Because the Home Office sends its own presenting officers to represent it in the immigration tribunal and is advised by its own in-house lawyers and the Government Legal Department, it is inevitable that law firms working in the field of immigration and asylum will represent immigrants and asylum-seekers.
And when senior Conservatives tell asylum-seekers in blunt language to go back to France, it should come as no surprise that lawyers are willing to take the other side in public debate.
There is nothing wrong with lawyers in private practice associating themselves with a political party. The Society of Conservative Lawyers has provided the present government with a steady stream of ministers in the House of Lords. The Society of Labour Lawyers is currently working on policies that could be adopted by a future government.
We don’t know whether Chalk’s remarks on Tuesday were intended as a specific response to his party’s attack on McKenzie. It would be comforting to think that sending reporters a dossier about her was just another of the inadvertent data breaches we have been reading about this week.

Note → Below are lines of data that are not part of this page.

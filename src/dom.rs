//! Source nodes handed to the capture pipeline and the owned snapshots it produces.
//!
//! Source nodes are a closed set of variants. Whether a node is drawable,
//! a video or an SVG element is encoded in its variant.

use crate::style::StyleDeclaration;
use image::RgbaImage;

pub const XHTML_NS: &str = "http://www.w3.org/1999/xhtml";
pub const SVG_NS: &str = "http://www.w3.org/2000/svg";

/// Attribute marking a `<style>` node synthesized for generated content
pub const PSEUDO_MARKER_ATTR: &str = "data-rfcapture-pseudo";

/// Identity of a source element, used by engines to look up computed styles
#[derive(Debug, Clone, Copy, PartialEq, Eq, Hash, Default, PartialOrd, Ord)]
pub struct NodeId(pub usize);

/// A rendered element in the live tree
#[derive(Debug, Clone, Default)]
pub struct Element {
    pub id: NodeId,
    /// Lower-case local name
    pub tag: String,
    pub attributes: Vec<(String, String)>,
    pub children: Vec<SourceNode>,
    /// Current value of a form control, which may differ from its markup
    pub value: Option<String>,
}

impl Element {
    pub fn new(id: NodeId, tag: impl Into<String>) -> Self {
        Self {
            id,
            tag: tag.into().to_ascii_lowercase(),
            ..Default::default()
        }
    }

    pub fn with_attr(mut self, name: &str, value: &str) -> Self {
        set_attr(&mut self.attributes, name, value);
        self
    }

    pub fn with_child(mut self, child: SourceNode) -> Self {
        self.children.push(child);
        self
    }

    pub fn with_value(mut self, value: impl Into<String>) -> Self {
        self.value = Some(value.into());
        self
    }

    pub fn attr(&self, name: &str) -> Option<&str> {
        get_attr(&self.attributes, name)
    }
}

/// A drawable surface (`<canvas>`) together with its current pixel content
#[derive(Debug, Clone)]
pub struct SurfaceElement {
    pub element: Element,
    pub pixels: RgbaImage,
}

/// A motion-media element (`<video>`) and its current frame.
///
/// `frame` is `None` when the frame cannot be read (not yet decoded, or
/// protected content); the capture then falls back to a transparent pixel.
#[derive(Debug, Clone)]
pub struct MediaElement {
    pub element: Element,
    pub intrinsic_width: u32,
    pub intrinsic_height: u32,
    pub frame: Option<RgbaImage>,
}

/// One node of the live, rendered tree
#[derive(Debug, Clone)]
pub enum SourceNode {
    Element(Element),
    Text(String),
    Comment(String),
    DrawableSurface(SurfaceElement),
    MotionMedia(MediaElement),
    /// Element in the SVG namespace
    Vector(Element),
}

impl SourceNode {
    /// The element behind any element-like variant
    pub fn element(&self) -> Option<&Element> {
        match self {
            SourceNode::Element(e) | SourceNode::Vector(e) => Some(e),
            SourceNode::DrawableSurface(s) => Some(&s.element),
            SourceNode::MotionMedia(m) => Some(&m.element),
            SourceNode::Text(_) | SourceNode::Comment(_) => None,
        }
    }

    pub fn children(&self) -> &[SourceNode] {
        self.element().map(|e| e.children.as_slice()).unwrap_or(&[])
    }

    pub fn tag(&self) -> Option<&str> {
        self.element().map(|e| e.tag.as_str())
    }

    /// Depth-first search by id
    pub fn find(&self, id: NodeId) -> Option<&SourceNode> {
        if self.element().map(|e| e.id) == Some(id) {
            return Some(self);
        }
        self.children().iter().find_map(|c| c.find(id))
    }

    /// Concatenated text of this subtree
    pub fn text_content(&self) -> String {
        match self {
            SourceNode::Text(t) => t.clone(),
            SourceNode::Comment(_) => String::new(),
            _ => self.children().iter().map(|c| c.text_content()).collect(),
        }
    }
}

/// An element inside a snapshot
#[derive(Debug, Clone, Default, PartialEq)]
pub struct SnapshotElement {
    pub tag: String,
    /// Attributes other than `style`
    pub attributes: Vec<(String, String)>,
    /// Inline style, serialized as the `style` attribute
    pub style: StyleDeclaration,
    pub children: Vec<Snapshot>,
}

impl SnapshotElement {
    pub fn new(tag: impl Into<String>) -> Self {
        Self {
            tag: tag.into(),
            ..Default::default()
        }
    }

    pub fn attr(&self, name: &str) -> Option<&str> {
        get_attr(&self.attributes, name)
    }

    pub fn set_attr(&mut self, name: &str, value: &str) {
        set_attr(&mut self.attributes, name, value);
    }

    /// Append a class name to the `class` attribute
    pub fn add_class(&mut self, class: &str) {
        let classes = match self.attr("class") {
            Some(existing) if !existing.trim().is_empty() => format!("{} {}", existing, class),
            _ => class.to_string(),
        };
        self.set_attr("class", &classes);
    }
}

/// Owned copy of a rendered node and its subtree
#[derive(Debug, Clone, PartialEq)]
pub enum Snapshot {
    Element(SnapshotElement),
    Text(String),
    Comment(String),
}

impl Snapshot {
    pub fn as_element(&self) -> Option<&SnapshotElement> {
        match self {
            Snapshot::Element(e) => Some(e),
            _ => None,
        }
    }

    pub fn as_element_mut(&mut self) -> Option<&mut SnapshotElement> {
        match self {
            Snapshot::Element(e) => Some(e),
            _ => None,
        }
    }

    pub fn children(&self) -> &[Snapshot] {
        self.as_element().map(|e| e.children.as_slice()).unwrap_or(&[])
    }

    /// Concatenated text of this subtree
    pub fn text_content(&self) -> String {
        match self {
            Snapshot::Text(t) => t.clone(),
            Snapshot::Comment(_) => String::new(),
            Snapshot::Element(e) => e.children.iter().map(|c| c.text_content()).collect(),
        }
    }

    /// Turn a snapshot back into a source tree, numbering elements depth-first
    /// from `next_id`. The inline style becomes the `style` attribute.
    pub fn to_source(&self, next_id: &mut usize) -> SourceNode {
        match self {
            Snapshot::Text(t) => SourceNode::Text(t.clone()),
            Snapshot::Comment(c) => SourceNode::Comment(c.clone()),
            Snapshot::Element(e) => {
                let id = NodeId(*next_id);
                *next_id += 1;
                let mut element = Element::new(id, e.tag.clone());
                element.attributes = e.attributes.clone();
                if !e.style.is_empty() {
                    set_attr(&mut element.attributes, "style", &e.style.css_text());
                }
                element.children = e.children.iter().map(|c| c.to_source(next_id)).collect();
                if e.attr("xmlns") == Some(SVG_NS) {
                    SourceNode::Vector(element)
                } else {
                    SourceNode::Element(element)
                }
            }
        }
    }
}

pub(crate) fn get_attr<'a>(attrs: &'a [(String, String)], name: &str) -> Option<&'a str> {
    attrs
        .iter()
        .find(|(k, _)| k.eq_ignore_ascii_case(name))
        .map(|(_, v)| v.as_str())
}

pub(crate) fn set_attr(attrs: &mut Vec<(String, String)>, name: &str, value: &str) {
    match attrs.iter_mut().find(|(k, _)| k.eq_ignore_ascii_case(name)) {
        Some((_, v)) => *v = value.to_string(),
        None => attrs.push((name.to_string(), value.to_string())),
    }
}

#[cfg(test)]
mod tests {
    use super::*;

    #[test]
    fn add_class_appends() {
        let mut e = SnapshotElement::new("div");
        e.add_class("u1");
        assert_eq!(e.attr("class"), Some("u1"));
        e.add_class("u2");
        assert_eq!(e.attr("class"), Some("u1 u2"));
    }

    #[test]
    fn to_source_renumbers_and_keeps_svg_namespace() {
        let mut svg = SnapshotElement::new("svg");
        svg.set_attr("xmlns", SVG_NS);
        let mut root = SnapshotElement::new("div");
        root.style.set("color", "red", false);
        root.children.push(Snapshot::Element(svg));
        root.children.push(Snapshot::Text("hi".into()));

        let mut next = 10;
        let source = Snapshot::Element(root).to_source(&mut next);
        assert_eq!(next, 12);
        let el = source.element().unwrap();
        assert_eq!(el.id, NodeId(10));
        assert_eq!(el.attr("style"), Some("color: red;"));
        assert!(matches!(source.children()[0], SourceNode::Vector(_)));
        assert_eq!(source.text_content(), "hi");
    }
}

But that seems unlikely. As the barristers’ and solicitors’ leaders rightly say, lawyers should not be criticised or made the subject of a targeted campaign simply for doing their job.
Don’t call us ‘lefty’
Another excellent piece Joshua. It needs to be said. One would have hoped that the current Justice Sec, a KC no less, would have leapt to the defence of the legal profession. He seems to use the word activist as code for anyone who represents a cause inconvenient to the current government.
This is an excellent piece, although I demur from Chalk's comments about activist lawyers. There is a school of thought at the Bar - the current chair belongs to it - that propounds the myth of the neutral, disinterested lawyer, as if lawyers were some kind of neutral advocate, ministering justice.
That view also invests the cab rank rule with too much salience, a topic for another time, but also disregards the fact that lawyers are not neutral beings with no opinions of their own. They may well have, and often do, have strong ones.
What they are required to be is professionally engaged in advocating their clients' case, as well as on the issues that all such cases may bring, such as law reform, so as to prevent potential miscarriages of justice. They must be detached, and objective, but that does not mean they should not have subjective views on the law; on the contrary. But those views should not colour the client work done.
The Malkinson case is one such example, the Post Office Scandal is another. Professional detachment is not an excuse for not asking searching questions about the circumstances that lead to client engagement, or for seeking to ensure other clients do not suffer similar fates. In that respect, activism and advocacy goes hand in hand. Chalk seeks to neuter that.